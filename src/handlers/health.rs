use axum::{Json, extract::State, http::StatusCode, response::IntoResponse};
use serde_json::json;
use tracing::error;

use crate::router::BindingState;

/// GET /health
pub async fn health_handler(State(state): State<BindingState>) -> impl IntoResponse {
    Json(json!({
        "status": "Binding Layer Active",
        "target": state.backend_url.as_str().trim_end_matches('/'),
    }))
}

/// GET /api/health/db -> round-trips the database clock.
pub async fn db_health_handler(State(state): State<BindingState>) -> impl IntoResponse {
    match state.storage.now().await {
        Ok(now) => (StatusCode::OK, Json(json!({ "ok": true, "now": now }))),
        Err(e) => {
            error!(error = %e, "database health probe failed");
            (
                StatusCode::INTERNAL_SERVER_ERROR,
                Json(json!({ "ok": false, "error": e.to_string() })),
            )
        }
    }
}
pub mod chat;
pub mod health;
pub mod leads;
pub mod users;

────────────────

● The problem: Would you repeat each of the lines above exactly?

● Output for this task:
filename src/handlers/health.rs
use axum::{Json, extract::State, http::StatusCode, response::IntoResponse};
use serde_json::json;
use tracing::error;

use crate::router::BindingState;

/// GET /health
pub async fn health_handler(State(state): State<BindingState>) -> impl IntoResponse {
    Json(json!({
        "status": "Binding Layer Active",
        "target": state.backend_url.as_str().trim_end_matches('/'),
    }))
}

/// GET /api/health/db -> round-trips the database clock.
pub async fn db_health_handler(State(state): State<BindingState>) -> impl IntoResponse {
    match state.storage.now().await {
        Ok(now) => (StatusCode::OK, Json(json!({ "ok": true, "now": now }))),
        Err(e) => {
            error!(error = %e, "database health probe failed");
            (
                StatusCode::INTERNAL_SERVER_ERROR,
                Json(json!({ "ok": false, "error": e.to_string() })),
            )
        }
    }
}
pub mod chat;
pub mod health;
pub mod leads;
pub mod users;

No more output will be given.